By Pete Cross, MD, Corintech.

Consumers today are inundated with choice. Not only with multiple suppliers but also with ‘bespoke as standard’ options that allow you to build a customised smartphone or customise a pair of trainers or even choose from 500,000 different variations of the Fiat 500.

What do designers and specifiers want?

Industrial specifiers, as consumers themselves, want manufacturers that can provide flexible and customised services and that can react instantly to procedural or product changes. This is particularly true in the fast evolving world of electronics so when a manufacturer is able to deliver this - it sets them apart from the rest.

Having nearly 40 years’ experience in the PCB and electronics industry, we’ve seen this evolution first hand. We’ve witnessed the growth of ‘consumer’ demands, ever-changing technology, design complexity and most significantly, the need for rapid response to differing customer requirements.

A personalisation realised in a real-world example

In 2015, we worked with the design collective Miriamandtom to create a major installation in the form of a suspended light sculpture made from interlocking snowflake-shaped, custom-made LED modules. The installation called ‘Winter Wonderland’ was designed specifically for Pacific Place, a 650,000 sq. ft., four-storey shopping mall in Hong Kong.

the new standard for customer service in electronics

Although, designers and creative entrepreneurs Miriam Sleeman and Tom Sloan had extensive experience of using LED lighting, the Winter Wonderland project presented some key technical and project critical challenges. The project required the LED strips themselves to form the structure of the feature installation, while also allowing full and individual controllability across all LED strips once connected together.

The production lead-time was incredibly short in order to complete the installation in time for the Christmas period. The designers wanted to deal directly with a UK manufacturer and needed the finished product delivered direct to an assembly team on site at Pacific Place in Hong Kong. The personalisation approach to product manufacture was key in delivering a bespoke product, to high quality standards, with the flexible approach required for the realisation of the installation.

Making a positive change

The Winter Wonderland project had its complexities and demands but the results speak for themselves. Sure, adapting to the ‘bespoke as standard’ mindset will require some big shifts in how the market conducts and also sees itself. But it is happening and we must respond to it to remain competitive.

At the end of the day, the industrial sector is no different to any other. As I mentioned earlier, engineers and designers are consumers too and, as they came to expect personalisation from their consumer products, it was really only a matter of time until their expectations of the systems they use in their jobs began to match.

Whilst this does present a challenge for sub-contract manufacturers, the positive spin is that it also demands that companies like Corintech grow. Grow in manufacturing skill, grow in design expertise, grow in flexible service offering. ‘You can have any colour, as long as it’s a colour’ is a tough call. The industrial sector might have taken a while to come around to that thinking, but we’re getting there.

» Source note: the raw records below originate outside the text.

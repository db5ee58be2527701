use super::*;
use crate::adapter::tests::{MockCollectionStore, Write};
use crate::error::ErrorKind;
use futures::executor::LocalPool;
use futures::task::LocalSpawnExt;
use serde_json::json;
use std::cell::Cell;

fn at(secs: i64) -> DateTime<Utc> {
    DateTime::from_timestamp(secs, 0).unwrap()
}

fn raw(id: &str, secs: i64) -> RawReminder {
    RawReminder::new(
        id,
        json!({ "title": id, "dateTime": { "seconds": secs, "nanoseconds": 0 } }),
    )
}

fn ids(state: &FeedState) -> Vec<String> {
    state.records.iter().map(|r| r.id.clone()).collect()
}

/// 在 LocalPool 上运行的提醒列表，时钟固定
fn setup() -> (LocalPool, MockCollectionStore, ReminderFeed<MockCollectionStore>) {
    let pool = LocalPool::new();
    let spawner = pool.spawner();
    let store = MockCollectionStore::new();
    let feed = ReminderFeed::with_clock(
        store.clone(),
        move |fut| spawner.spawn_local(fut).expect("spawn feed pump"),
        || at(1_000),
    );
    (pool, store, feed)
}

#[test]
fn test_no_session_yields_empty_list_without_subscribing() {
    let (mut pool, store, feed) = setup();
    feed.switch_session(None);
    pool.run_until_stalled();

    let state = feed.state();
    assert!(state.records.is_empty());
    assert!(!state.loading);
    assert_eq!(store.subscribe_count(), 0);
}

#[test]
fn test_snapshot_order_is_preserved() {
    let (mut pool, store, feed) = setup();
    feed.switch_session(Some("u1"));
    assert!(feed.state().loading);

    // 存储按 dateTime 升序投递；本地不再排序
    store.push(0, Ok(vec![raw("t1", 100), raw("t2", 200), raw("t3", 300)]));
    pool.run_until_stalled();
    assert_eq!(ids(&feed.state()), vec!["t1", "t2", "t3"]);
    assert!(!feed.state().loading);

    // 即使投递顺序看起来不对，也原样镜像
    store.push(0, Ok(vec![raw("t3", 300), raw("t1", 100), raw("t2", 200)]));
    pool.run_until_stalled();
    assert_eq!(ids(&feed.state()), vec!["t3", "t1", "t2"]);
}

#[test]
fn test_missing_time_defaults_to_clock() {
    let (mut pool, store, feed) = setup();
    feed.switch_session(Some("u1"));
    store.push(0, Ok(vec![RawReminder::new("r", json!({ "message": "drink water" }))]));
    pool.run_until_stalled();

    let state = feed.state();
    assert_eq!(state.records[0].date_time, at(1_000));
    assert_eq!(state.records[0].label(), "drink water");
}

#[test]
fn test_switch_tears_down_previous_before_subscribing() {
    let (mut pool, store, feed) = setup();
    feed.switch_session(Some("a"));
    pool.run_until_stalled();
    feed.switch_session(Some("b"));
    feed.switch_session(None);

    assert_eq!(
        store.events(),
        vec!["subscribe:a", "teardown:a", "subscribe:b", "teardown:b"]
    );
}

#[test]
fn test_same_session_does_not_resubscribe() {
    let (_pool, store, feed) = setup();
    feed.switch_session(Some("a"));
    feed.switch_session(Some("a"));
    assert_eq!(store.subscribe_count(), 1);
}

#[test]
fn test_late_snapshot_from_previous_user_is_discarded() {
    let (mut pool, store, feed) = setup();
    feed.switch_session(Some("a"));
    pool.run_until_stalled();

    // "a" 的快照已进入通道，但在消费之前会话切换到 "b"
    assert!(store.push(0, Ok(vec![raw("a-secret", 100)])));
    feed.switch_session(Some("b"));
    pool.run_until_stalled();

    let state = feed.state();
    assert!(state.records.is_empty());
    assert!(state.loading);
    assert_eq!(feed.owner().as_deref(), Some("b"));

    // 已退订的通道不再接收
    assert!(!store.push(0, Ok(vec![raw("a-later", 100)])));

    store.push(1, Ok(vec![raw("b-1", 100)]));
    pool.run_until_stalled();
    assert_eq!(ids(&feed.state()), vec!["b-1"]);
}

#[test]
fn test_subscription_error_keeps_last_snapshot() {
    let (mut pool, store, feed) = setup();
    feed.switch_session(Some("u1"));
    store.push(0, Ok(vec![raw("kept", 100)]));
    pool.run_until_stalled();

    store.push(0, Err(MedizapError::permission_denied("Missing or insufficient permissions")));
    pool.run_until_stalled();

    let state = feed.state();
    assert_eq!(ids(&state), vec!["kept"]);
    assert!(!state.loading);
    assert_eq!(state.error.as_ref().map(|e| e.kind), Some(ErrorKind::PermissionDenied));

    // 下一次成功快照清除错误
    store.push(0, Ok(vec![]));
    pool.run_until_stalled();
    assert!(feed.state().error.is_none());
}

#[test]
fn test_listener_sees_every_change() {
    let (mut pool, store, feed) = setup();
    let calls = Rc::new(Cell::new(0));
    let counter = calls.clone();
    let probe = feed.clone();
    feed.set_listener(move |state| {
        counter.set(counter.get() + 1);
        // 监听中读取状态不会触发借用冲突
        assert_eq!(probe.state(), *state);
    });

    feed.switch_session(Some("u1"));
    store.push(0, Ok(vec![raw("x", 100)]));
    pool.run_until_stalled();
    feed.switch_session(None);

    assert_eq!(calls.get(), 3);
}

#[test]
fn test_writes_without_session_fail_without_remote_call() {
    let (mut pool, store, feed) = setup();
    let err = pool
        .run_until(feed.add(NewReminder::new("t", "m", at(5))))
        .unwrap_err();
    assert_eq!(err.kind, ErrorKind::Unauthenticated);
    assert!(store.writes().is_empty());
}

#[test]
fn test_two_adds_are_independent() {
    let (mut pool, store, feed) = setup();
    feed.switch_session(Some("u1"));
    store.script(Err(MedizapError::network("offline")));

    let first = feed.add(NewReminder::new("first", "", at(10)));
    let second = feed.add(NewReminder::new("second", "", at(20)));
    let (first, second) = pool.run_until(futures::future::join(first, second));

    assert_eq!(first.unwrap_err().kind, ErrorKind::Network);
    assert_eq!(second.unwrap(), "doc-1");
    assert_eq!(store.writes().len(), 2);
    // 写入不会改变本地镜像
    assert!(feed.state().records.is_empty());
}

#[test]
fn test_dismiss_and_remove_proxy_to_store() {
    let (mut pool, store, feed) = setup();
    feed.switch_session(Some("u1"));

    pool.run_until(feed.dismiss("r1")).unwrap();
    pool.run_until(feed.remove("r2")).unwrap();
    pool.run_until(feed.update("r3", ReminderPatch::default())).unwrap();

    assert_eq!(
        store.writes(),
        vec![
            Write::Update("u1".into(), "r1".into(), ReminderPatch::dismiss()),
            Write::Remove("u1".into(), "r2".into()),
        ]
    );
}

#[test]
fn test_dropping_last_handle_unsubscribes() {
    let (mut pool, store, feed) = setup();
    feed.switch_session(Some("u1"));
    pool.run_until_stalled();
    drop(feed);
    pool.run_until_stalled();
    assert_eq!(store.events(), vec!["subscribe:u1", "teardown:u1"]);
}

#[test]
fn test_upcoming_card() {
    let (mut pool, store, feed) = setup();
    feed.switch_session(Some("u1"));
    store.push(
        0,
        Ok(vec![
            raw("past", 500),
            raw("a", 1_100),
            raw("b", 1_200),
            raw("c", 1_300),
            raw("d", 1_400),
        ]),
    );
    pool.run_until_stalled();

    let next: Vec<_> = feed
        .state()
        .upcoming(at(1_000), medizap_shared::UPCOMING_CARD_LIMIT)
        .into_iter()
        .map(|r| r.id)
        .collect();
    assert_eq!(next, vec!["a", "b", "c"]);
}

So moving with the trends, Corintech made a significant investment in a new surface mount facility earlier this year, to ensure we were at the pinnacle of what is technically possible. Continual investment in sub-contract manufacturing isn’t a technical nicety - it’s a necessity. We have to ensure that we are able to work with increasing miniaturisation, that production facilities are able to deal with differing build options on the same line and that downtime is minimised. We have to turnaround prototypes at a faster rate, build volume at a faster rate - and we need the ability to do all that locally as well as globally.